After having three V’s in Big Data, SAS (Statistical Analysis System) came up with one more V, variability, making up the four V’s. Variability is basically data differentiation. It encompasses the challenges associated with handling data that are from different sources, in various formats, and with varying levels of structure. By addressing the variability of Big Data, organizations can unlock their full potential and gain a deeper understanding of complex patterns and trends with data.

Meanwhile, Abiodun Oguntimilehin has brought the fifth V, value, into people’s view. Value states the importance of data, which are the significance and potential insights that can be extracted from the data. It represents the ability to derive meaningful information, knowledge, and actionable insights to results such as drive innovation, decisions, and business outcomes.

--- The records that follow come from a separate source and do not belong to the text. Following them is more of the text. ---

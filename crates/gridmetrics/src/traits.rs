//! Collaborators injected by the view layer.
//!
//! The layout core does not know how wide the platform's scrollbar is, which
//! column fields matter for re-rendering, or whether the caller treats its
//! column sequences as immutable. Each of these is a single-method trait with
//! a blanket impl for closures, so callers can pass either a named strategy or
//! an inline function.

use crate::column::Column;
use crate::columns::Columns;

/// Space reserved for a vertical scrollbar.
///
/// `usize` implements this as a fixed allowance that only applies while the
/// scrollbar is shown.
///
/// ```rust
/// use gridmetrics::ScrollbarSize;
///
/// assert_eq!(17usize.size(true), 17);
/// assert_eq!(17usize.size(false), 0);
/// ```
pub trait ScrollbarSize {
    /// Pixels taken by the scrollbar when `show_scrollbar` is set.
    fn size(&self, show_scrollbar: bool) -> usize;
}

impl ScrollbarSize for usize {
    fn size(&self, show_scrollbar: bool) -> usize {
        if show_scrollbar {
            *self
        } else {
            0
        }
    }
}

impl<F> ScrollbarSize for F
where
    F: Fn(bool) -> usize,
{
    fn size(&self, show_scrollbar: bool) -> usize {
        self(show_scrollbar)
    }
}

/// Decides whether a column sequence may be compared by identity alone.
pub trait ImmutabilityProbe {
    /// True when `columns` is never edited in place.
    fn is_immutable(&self, columns: &Columns) -> bool;
}

/// Trusts the sequence's own frozen marker.
#[derive(Clone, Copy, Debug, Default)]
pub struct FrozenMarker;

impl ImmutabilityProbe for FrozenMarker {
    fn is_immutable(&self, columns: &Columns) -> bool {
        columns.is_frozen()
    }
}

/// Treats every sequence as mutable, forcing a column-by-column comparison.
#[derive(Clone, Copy, Debug, Default)]
pub struct NeverFrozen;

impl ImmutabilityProbe for NeverFrozen {
    fn is_immutable(&self, _columns: &Columns) -> bool {
        false
    }
}

impl<F> ImmutabilityProbe for F
where
    F: Fn(&Columns) -> bool,
{
    fn is_immutable(&self, columns: &Columns) -> bool {
        self(columns)
    }
}

/// Per-column equality used by the structural comparison.
pub trait ColumnComparer {
    /// True when `a` and `b` describe the same column for layout purposes.
    fn same_column(&self, a: &Column, b: &Column) -> bool;
}

/// Compares every caller-defined field, ignoring the computed offset.
///
/// See [`same_column`](crate::same_column).
#[derive(Clone, Copy, Debug, Default)]
pub struct DefaultComparer;

impl ColumnComparer for DefaultComparer {
    fn same_column(&self, a: &Column, b: &Column) -> bool {
        crate::equality::same_column(a, b)
    }
}

impl<F> ColumnComparer for F
where
    F: Fn(&Column, &Column) -> bool,
{
    fn same_column(&self, a: &Column, b: &Column) -> bool {
        self(a, b)
    }
}
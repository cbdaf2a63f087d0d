use std::process::ExitCode;

use clap::Parser;
use gridmetrics_cli::{run, Cli};
use simplelog::{ColorChoice, TermLogger, TerminalMode};

fn main() -> ExitCode {
    let cli = Cli::parse();

    // Logs go to stderr so they never mix with JSON/YAML on stdout.
    let _ = TermLogger::init(
        cli.log_level(),
        simplelog::Config::default(),
        TerminalMode::Stderr,
        ColorChoice::Auto,
    );

    match run(&cli) {
        Ok(outcome) => {
            print!("{}", outcome.output);
            if outcome.success {
                ExitCode::SUCCESS
            } else {
                ExitCode::from(1)
            }
        }
        Err(err) => {
            eprintln!("Error: {:#}", err);
            ExitCode::from(2)
        }
    }
}
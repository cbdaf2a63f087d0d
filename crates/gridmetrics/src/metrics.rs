//! Full layout recalculation and column resizing.

use serde::{Deserialize, Serialize};

use crate::column::Column;
use crate::columns::Columns;
use crate::error::Result;
use crate::offset::assign_offsets;
use crate::resolve::{
    distribute_deferred_widths, explicit_width_sum, resolve_explicit_widths, to_signed,
};
use crate::traits::ScrollbarSize;
use crate::width::ColumnWidth;

/// A complete column layout.
///
/// Produced by [`recalculate`] and [`resize_column`]; never modified in place.
#[derive(Clone, Debug, Default, PartialEq, Eq, Serialize, Deserialize)]
pub struct ColumnMetrics {
    /// Columns in display order.
    pub columns: Columns,
    /// Pixels available to the whole grid.
    pub total_width: usize,
    /// Floor applied to deferred columns and to resize requests.
    pub min_column_width: usize,
    /// Sum of the columns that carried their own width, after percentage
    /// resolution.
    ///
    /// Deferred columns are **not** included, even though they have widths
    /// once the layout is computed. Use [`ColumnMetrics::columns_width`] for
    /// the full extent of the laid out columns.
    #[serde(default)]
    pub width: usize,
}

impl ColumnMetrics {
    /// Create an uncomputed layout.
    pub fn new(columns: impl Into<Columns>, total_width: usize, min_column_width: usize) -> Self {
        ColumnMetrics {
            columns: columns.into(),
            total_width,
            min_column_width,
            width: 0,
        }
    }

    /// Sum of every column's resolved width.
    pub fn columns_width(&self) -> usize {
        self.columns.total_width()
    }

    /// Recompute this layout. See [`recalculate`].
    pub fn recalculate(&self, show_scrollbar: bool, scrollbar: &impl ScrollbarSize) -> Self {
        recalculate(self, show_scrollbar, scrollbar)
    }

    /// Resize one column and recompute. See [`try_resize_column`].
    pub fn resize(
        &self,
        index: usize,
        width: usize,
        show_scrollbar: bool,
        scrollbar: &impl ScrollbarSize,
    ) -> Result<Self> {
        try_resize_column(self, index, width, show_scrollbar, scrollbar)
    }
}

/// Compute widths and offsets for every column.
///
/// Percentages are resolved against `total_width`. Whatever the explicit
/// columns and the scrollbar leave over is shared among the deferred columns
/// (see [`distribute_deferred_widths`]), then offsets are assigned left to
/// right. The result keeps `total_width`, `min_column_width` and the frozen
/// marker of the input; its `width` is the explicit-column sum only.
///
/// Never fails: a negative leftover just collapses deferred columns to the
/// minimum width, and the laid out columns may then exceed `total_width`.
///
/// ```rust
/// use gridmetrics::{recalculate, Column, ColumnMetrics};
///
/// let metrics = ColumnMetrics::new(
///     vec![Column::new("a").fixed(100), Column::new("b"), Column::new("c")],
///     300,
///     50,
/// );
/// let laid_out = recalculate(&metrics, false, &17usize);
///
/// let widths: Vec<_> = laid_out.columns.iter().map(|c| c.resolved_width()).collect();
/// let lefts: Vec<_> = laid_out.columns.iter().map(|c| c.left).collect();
/// assert_eq!(widths, vec![Some(100), Some(100), Some(100)]);
/// assert_eq!(lefts, vec![0, 100, 200]);
/// assert_eq!(laid_out.width, 100);
/// ```
pub fn recalculate(
    metrics: &ColumnMetrics,
    show_scrollbar: bool,
    scrollbar: &impl ScrollbarSize,
) -> ColumnMetrics {
    let columns = resolve_explicit_widths(&metrics.columns, metrics.total_width);

    let width = explicit_width_sum(&columns);
    let scrollbar_width = scrollbar.size(show_scrollbar);
    let unallocated_width = to_signed(metrics.total_width)
        .saturating_sub(to_signed(width))
        .saturating_sub(to_signed(scrollbar_width));

    let columns = distribute_deferred_widths(&columns, unallocated_width, metrics.min_column_width);
    let columns = assign_offsets(&columns);

    log::debug!(
        "recalculated {} columns: total {}px, explicit {}px, scrollbar {}px, unallocated {}px",
        columns.len(),
        metrics.total_width,
        width,
        scrollbar_width,
        unallocated_width
    );

    ColumnMetrics {
        columns: metrics.columns.replaced(columns),
        total_width: metrics.total_width,
        min_column_width: metrics.min_column_width,
        width,
    }
}

/// Set one column's width and recompute the whole layout.
///
/// The new width is clamped to `min_column_width`, and the column becomes an
/// explicit-width column. All other columns are resolved again from scratch,
/// exactly as [`recalculate`] would.
///
/// # Panics
///
/// Panics if `index` is out of range. Use [`try_resize_column`] when the
/// index comes from untrusted input.
pub fn resize_column(
    metrics: &ColumnMetrics,
    index: usize,
    width: usize,
    show_scrollbar: bool,
    scrollbar: &impl ScrollbarSize,
) -> ColumnMetrics {
    match try_resize_column(metrics, index, width, show_scrollbar, scrollbar) {
        Ok(resized) => resized,
        Err(err) => panic!("resize_column: {}", err),
    }
}

/// Like [`resize_column`], but returns
/// [`MetricsError::ColumnOutOfRange`](crate::MetricsError::ColumnOutOfRange)
/// instead of panicking.
pub fn try_resize_column(
    metrics: &ColumnMetrics,
    index: usize,
    width: usize,
    show_scrollbar: bool,
    scrollbar: &impl ScrollbarSize,
) -> Result<ColumnMetrics> {
    let column = metrics.columns.column(index)?;
    let updated = Column {
        width: Some(ColumnWidth::Pixels(width.max(metrics.min_column_width))),
        ..column.clone()
    };

    log::debug!(
        "resizing column '{}' at {} to {}px (requested {}px)",
        updated.key,
        index,
        width.max(metrics.min_column_width),
        width
    );

    let resized = ColumnMetrics {
        columns: metrics.columns.with_column(index, updated)?,
        ..metrics.clone()
    };

    Ok(recalculate(&resized, show_scrollbar, scrollbar))
}

#[cfg(test)]
mod tests {
    use super::*;
    use crate::error::MetricsError;

    fn widths(metrics: &ColumnMetrics) -> Vec<usize> {
        metrics
            .columns
            .iter()
            .map(|c| c.resolved_width().unwrap())
            .collect()
    }

    fn lefts(metrics: &ColumnMetrics) -> Vec<usize> {
        metrics.columns.iter().map(|c| c.left).collect()
    }

    #[test]
    fn recalculate_fixed_and_deferred() {
        let metrics = ColumnMetrics::new(
            vec![
                Column::new("a").fixed(100),
                Column::new("b"),
                Column::new("c"),
            ],
            300,
            50,
        );
        let out = recalculate(&metrics, false, &17usize);
        assert_eq!(widths(&out), vec![100, 100, 100]);
        assert_eq!(lefts(&out), vec![0, 100, 200]);
        assert_eq!(out.width, 100);
        assert_eq!(out.total_width, 300);
        assert_eq!(out.min_column_width, 50);
    }

    #[test]
    fn recalculate_subtracts_scrollbar() {
        let metrics = ColumnMetrics::new(vec![Column::new("a"), Column::new("b")], 217, 0);
        let out = recalculate(&metrics, true, &17usize);
        assert_eq!(widths(&out), vec![100, 100]);

        let out = recalculate(&metrics, false, &17usize);
        assert_eq!(widths(&out), vec![108, 109]);
    }

    #[test]
    fn recalculate_percent_columns() {
        let metrics = ColumnMetrics::new(
            vec![Column::new("a").percent(50), Column::new("b")],
            200,
            10,
        );
        let out = recalculate(&metrics, false, &0usize);
        assert_eq!(widths(&out), vec![100, 100]);
        assert_eq!(out.width, 100);
    }

    #[test]
    fn recalculate_width_excludes_deferred() {
        let metrics = ColumnMetrics::new(
            vec![Column::new("a").fixed(30), Column::new("b"), Column::new("c").fixed(20)],
            500,
            0,
        );
        let out = recalculate(&metrics, false, &0usize);
        assert_eq!(out.width, 50);
        assert_eq!(out.columns_width(), 500);
    }

    #[test]
    fn recalculate_overflowing_explicit_columns() {
        let metrics = ColumnMetrics::new(
            vec![Column::new("a").fixed(400), Column::new("b")],
            300,
            60,
        );
        let out = recalculate(&metrics, true, &17usize);
        assert_eq!(widths(&out), vec![400, 60]);
        assert_eq!(lefts(&out), vec![0, 400]);
    }

    #[test]
    fn recalculate_huge_widths_do_not_overflow() {
        let metrics = ColumnMetrics::new(
            vec![Column::new("a").fixed(usize::MAX), Column::new("b").fixed(1)],
            0,
            0,
        );
        let out = recalculate(&metrics, true, &usize::MAX);
        assert_eq!(out.width, usize::MAX);
        assert_eq!(lefts(&out), vec![0, usize::MAX]);

        let metrics = ColumnMetrics::new(
            vec![Column::new("a").fixed(usize::MAX), Column::new("b")],
            100,
            20,
        );
        let out = recalculate(&metrics, false, &0usize);
        assert_eq!(widths(&out), vec![usize::MAX, 20]);
        assert_eq!(lefts(&out), vec![0, usize::MAX]);
    }

    #[test]
    fn recalculate_keeps_explicit_widths_below_minimum() {
        let metrics = ColumnMetrics::new(
            vec![
                Column::new("spacer").fixed(0),
                Column::new("a").fixed(10),
                Column::new("b").percent(1),
                Column::new("c"),
            ],
            400,
            50,
        );
        let out = recalculate(&metrics, false, &0usize);
        assert_eq!(widths(&out), vec![0, 10, 4, 386]);
        assert_eq!(lefts(&out), vec![0, 0, 10, 14]);
    }

    #[test]
    fn recalculate_empty() {
        let out = recalculate(&ColumnMetrics::new(Columns::default(), 300, 50), true, &17usize);
        assert!(out.columns.is_empty());
        assert_eq!(out.width, 0);
    }

    #[test]
    fn recalculate_leaves_input_untouched() {
        let metrics =
            ColumnMetrics::new(vec![Column::new("a").percent(10), Column::new("b")], 100, 0);
        let before = metrics.clone();
        let _ = recalculate(&metrics, false, &0usize);
        assert_eq!(metrics, before);
    }

    #[test]
    fn recalculate_keeps_frozen_marker() {
        let metrics = ColumnMetrics::new(Columns::frozen(vec![Column::new("a")]), 100, 0);
        let out = recalculate(&metrics, false, &0usize);
        assert!(out.columns.is_frozen());
        assert!(!Columns::ptr_eq(&out.columns, &metrics.columns));
    }

    #[test]
    fn recalculate_closure_scrollbar() {
        let metrics = ColumnMetrics::new(vec![Column::new("a")], 100, 0);
        let probe = |shown: bool| -> usize { if shown { 20 } else { 0 } };
        let out = recalculate(&metrics, true, &probe);
        assert_eq!(widths(&out), vec![80]);
    }

    #[test]
    fn resize_reads_back_clamped_width() {
        let metrics = recalculate(
            &ColumnMetrics::new(vec![Column::new("a"), Column::new("b")], 400, 50),
            false,
            &0usize,
        );

        let out = resize_column(&metrics, 0, 120, false, &0usize);
        assert_eq!(out.columns[0].resolved_width(), Some(120));

        let out = resize_column(&metrics, 0, 10, false, &0usize);
        assert_eq!(out.columns[0].resolved_width(), Some(50));
    }

    #[test]
    fn resize_recomputes_deferred_columns() {
        let metrics = ColumnMetrics::new(
            vec![Column::new("a").fixed(100), Column::new("b"), Column::new("c")],
            400,
            20,
        );
        let out = resize_column(&metrics, 0, 200, false, &0usize);
        assert_eq!(widths(&out), vec![200, 100, 100]);
        assert_eq!(lefts(&out), vec![0, 200, 300]);
        assert_eq!(out.width, 200);
    }

    #[test]
    fn resize_keeps_identity() {
        let metrics =
            ColumnMetrics::new(vec![Column::new("a").named("Alpha").resizable()], 100, 0);
        let out = resize_column(&metrics, 0, 30, false, &0usize);
        assert_eq!(out.columns[0].key, "a");
        assert_eq!(out.columns[0].name.as_deref(), Some("Alpha"));
        assert!(out.columns[0].resizable);
    }

    #[test]
    fn try_resize_out_of_range() {
        let metrics = ColumnMetrics::new(vec![Column::new("a")], 100, 0);
        assert_eq!(
            try_resize_column(&metrics, 1, 30, false, &0usize),
            Err(MetricsError::ColumnOutOfRange { index: 1, len: 1 })
        );
    }

    #[test]
    #[should_panic(expected = "column index 4 is out of range")]
    fn resize_out_of_range_panics() {
        let metrics = ColumnMetrics::new(vec![Column::new("a")], 100, 0);
        let _ = resize_column(&metrics, 4, 30, false, &0usize);
    }

    #[test]
    fn method_forms_match_free_functions() {
        let metrics = ColumnMetrics::new(vec![Column::new("a"), Column::new("b")], 100, 0);
        assert_eq!(metrics.recalculate(true, &10usize), recalculate(&metrics, true, &10usize));
        assert_eq!(
            metrics.resize(1, 70, false, &0usize).unwrap(),
            resize_column(&metrics, 1, 70, false, &0usize)
        );
    }
}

Then, there comes the sixth V of Big Data, veracity. Together with the first five V’s, they are the six V’s of Big Data. Veracity is like the quality of data which includes the reliability, accuracy, and trustworthiness of the data. It is particularly important in critical domains such as healthcare, finance, and cybersecurity, where accurate and reliable data is paramount for making informed decisions and maintaining trust.

For the seven V’s, there’s still one more V added— the visualization of data. Visualization is a way of presenting data in, for example, charts and graphs. This is critical as using these can convey information and data more effectively to people than just formulas and papers full of numbers.

Transitioning to the TEN and FOURTEEN V’s

When it comes to the ten V’s, as shown in Figure 2, there are suddenly four more V’s compared to the seven V’s and deleted “visualization”, which was just added as the seventh V. The four new V’s include validity, venue, vocabulary, and vagueness. Validity is to the extent to which data accurately represents the concepts or phenomena it is meant to describe or measure. Three main types of validity are relevant in Big Data analysis, measurement validity, construct validity, and external validity. Venue generally refers to the different platforms where data is stored, processed, or accessed. Vocabulary is considered an aspect that relates to the specific language, terminology, or domain-specific terms used within a particular dataset or data analysis context. It plays a crucial role in understanding and interpreting data accurately. At last, vagueness indicates the lack of precision or clarity in the data being analyzed.

Figure 2: The ten V’s of Big Data (Panimalar et al., 2017).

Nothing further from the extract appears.